|3 THINGS THAT WILL CHANGE THE WORLD TODAY|
Good morning, here’s your Thursday morning briefing to set you up for the day ahead. Look out for these three things happening around the world today.
Dell holds business update meeting
Dell Technologies will today hold a business update meeting to review the company’s strategy, innovation and financial framework.
The technology company delivered strong results in the second quarter of 2019, recording better than expected earnings of $4.5bn on revenues of $23.27bn, equating to earnings per share of $4.83. This was largely tied to its commercial business, which grew 12% to $9.1bn. In contrast, consumer revenue fell by 12%.
The meeting is being held by CEO Michael Dell alongside vice chairman Jeff Clarke, CFO Tom Sweet, and senior vice president of corporate strategy Dennis Hoffman.
The meeting is being held in New York, starting at 9am ET (2pm London time).
US House holds online imposters hearing
The US House Committee on Science, Space, and Technology’s Subcommittee on Investigations and Oversight will today hold a hearing into online imposters and disinformation.
The spread of disinformation, or fake news, online is a cause for concern for the US government ahead of the 2020 presidential election. Russia is believed to have used social media to spread disinformation ahead of the 2016 election in a bid to influence the outcome.
The subcommittee will hear from witnesses including University of California computer science professor Hany Farid, State University of New York computer science professor Siwei Lyu and Camille Francois, chief innovation officer for social media analytics company Graphika.
The hearing is being held in Washington DC, starting at 2pm ET (7pm London time).

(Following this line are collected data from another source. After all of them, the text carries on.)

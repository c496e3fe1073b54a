//! The command state machine: Counting → Processing → Summarizing.

use crate::backup::BackupLog;
use crate::executor::{Retirer, Throttle, TokioThrottle};
use crate::filter::{is_excluded, Selection};
use crate::media::MediaArchiver;
use crate::source::ContentStream;
use chrono::Utc;
use scour_core::{
    BatchSummary, CleanerConfig, ContentItem, ContentKind, CoreError, RetirementOutcome,
    UserContent,
};
use tracing::{debug, info, warn};

/// Orchestrates one retirement command at a time over the remote
/// account: a counting traversal for the progress total, then a
/// processing traversal applying exclusion, selection, backup, media
/// archival, and the executor per item.
pub struct Cleaner<S: UserContent> {
    api: S,
    config: CleanerConfig,
    backup: BackupLog,
    media: MediaArchiver,
    throttle: Box<dyn Throttle>,
}

impl<S: UserContent> Cleaner<S> {
    pub fn new(api: S, config: CleanerConfig, backup: BackupLog, media: MediaArchiver) -> Self {
        Self {
            api,
            config,
            backup,
            media,
            throttle: Box::new(TokioThrottle),
        }
    }

    /// Replace the pause implementation; tests record pauses instead of
    /// sleeping through them.
    pub fn with_throttle(mut self, throttle: Box<dyn Throttle>) -> Self {
        self.throttle = throttle;
        self
    }

    pub fn config(&self) -> &CleanerConfig {
        &self.config
    }

    /// The dry-run toggle flips here between commands, never during a
    /// traversal.
    pub fn config_mut(&mut self) -> &mut CleanerConfig {
        &mut self.config
    }

    pub async fn remove_old_comments(&self, days: i64) -> Result<BatchSummary, CoreError> {
        let days = non_negative(days, "days")?;
        self.run(&[ContentKind::Comment], Selection::OlderThan { days })
            .await
    }

    pub async fn remove_negative_karma(&self) -> Result<BatchSummary, CoreError> {
        self.run(&[ContentKind::Comment], Selection::NegativeScore)
            .await
    }

    pub async fn remove_low_engagement(&self) -> Result<BatchSummary, CoreError> {
        self.run(&[ContentKind::Comment], Selection::LowEngagement)
            .await
    }

    pub async fn remove_all_posts(&self) -> Result<BatchSummary, CoreError> {
        self.run(&[ContentKind::Post], Selection::AllPosts).await
    }

    pub async fn remove_old_posts(&self, days: i64) -> Result<BatchSummary, CoreError> {
        let days = non_negative(days, "days")?;
        self.run(&[ContentKind::Post], Selection::OlderThan { days })
            .await
    }

    pub async fn remove_low_karma_posts(&self, threshold: i64) -> Result<BatchSummary, CoreError> {
        self.run(&[ContentKind::Post], Selection::ScoreBelow { threshold })
            .await
    }

    pub async fn remove_by_subreddit(&self, name: &str) -> Result<BatchSummary, CoreError> {
        let name = non_empty(name, "subreddit")?;
        self.run(
            &[ContentKind::Comment, ContentKind::Post],
            Selection::InSubreddit { name },
        )
        .await
    }

    pub async fn remove_by_keyword(&self, keyword: &str) -> Result<BatchSummary, CoreError> {
        let keyword = non_empty(keyword, "keyword")?;
        self.run(
            &[ContentKind::Comment, ContentKind::Post],
            Selection::ContainsKeyword { keyword },
        )
        .await
    }

    async fn run(
        &self,
        kinds: &[ContentKind],
        selection: Selection,
    ) -> Result<BatchSummary, CoreError> {
        self.config.validate()?;

        // Counting pass: a full traversal purely for the progress total.
        // The remote set can drift before the processing pass runs, so
        // the total is an estimate.
        let mut total: u64 = 0;
        for kind in kinds {
            total += self.count(*kind).await?;
        }
        info!(total, rule = ?selection, dry_run = self.config.dry_run, "counted items");

        // Processing pass: an independent traversal from the top.
        let mut progress = Progress::new(total);
        let mut summary = BatchSummary::default();
        let retirer = Retirer::new(&self.api, self.throttle.as_ref());
        for kind in kinds {
            let mut stream = ContentStream::new(&self.api, *kind, self.config.on_page_error);
            while let Some(item) = stream.next().await? {
                let outcome = self.process_item(&retirer, &selection, &item).await;
                summary.record(&outcome);
                progress.advance();
            }
        }

        info!(
            processed = summary.processed,
            retired = summary.retired,
            skipped = summary.skipped,
            failed = summary.failed,
            "batch complete"
        );
        Ok(summary)
    }

    async fn count(&self, kind: ContentKind) -> Result<u64, CoreError> {
        let mut stream = ContentStream::new(&self.api, kind, self.config.on_page_error);
        let mut count = 0;
        while stream.next().await?.is_some() {
            count += 1;
        }
        Ok(count)
    }

    async fn process_item(
        &self,
        retirer: &Retirer<'_>,
        selection: &Selection,
        item: &ContentItem,
    ) -> RetirementOutcome {
        if is_excluded(item, &self.config) {
            debug!(id = item.id(), sub = item.subreddit(), "excluded by policy");
            return RetirementOutcome::SkippedExcluded;
        }
        if !selection.selects(item, Utc::now()) {
            return RetirementOutcome::SkippedNotSelected;
        }

        // The audit record must land before any mutation. A failed
        // append leaves the item untouched.
        if let Err(e) = self.backup.record(item, &self.config) {
            warn!(
                id = item.id(),
                sub = item.subreddit(),
                error = %e,
                "backup failed, leaving item untouched"
            );
            return RetirementOutcome::FailedTransient {
                reason: e.to_string(),
            };
        }

        if let ContentItem::Post(post) = item {
            self.media.archive(post).await;
        }

        retirer.retire(item, &self.config).await
    }
}

/// One unit per item regardless of outcome. The total is the counting
/// pass's estimate and can drift from what processing actually sees.
struct Progress {
    done: u64,
    total: u64,
}

impl Progress {
    fn new(total: u64) -> Self {
        Self { done: 0, total }
    }

    fn advance(&mut self) {
        self.done += 1;
        if self.done % 10 == 0 || self.done >= self.total {
            info!(done = self.done, total = self.total, "progress");
        }
    }
}

fn non_negative(value: i64, field: &str) -> Result<i64, CoreError> {
    if value < 0 {
        return Err(CoreError::InvalidParameter {
            message: format!("{field} must be non-negative, got {value}"),
        });
    }
    Ok(value)
}

fn non_empty(value: &str, field: &str) -> Result<String, CoreError> {
    let trimmed = value.trim();
    if trimmed.is_empty() {
        return Err(CoreError::InvalidParameter {
            message: format!("{field} must not be empty"),
        });
    }
    Ok(trimmed.to_string())
}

Huawei releases Mate 30 smartphone
Huawei is set to release its latest range of flagship smartphones in China today, with the Mate 30 and Mate 30 Pro set to become the first Huawei flagship to launch without full access to Google’s Android operating system.
The devices will instead feature a basic, open-source version of Android with no access to Google apps such as the Play Store and Maps.
The US government’s decision to blacklist Huawei over security fears has forced Google to restrict its dealings with the Chinese telecommunications giant. Huawei has insisted that its customers could gain access to Android’s full features “over one night” if the US ban is lifted.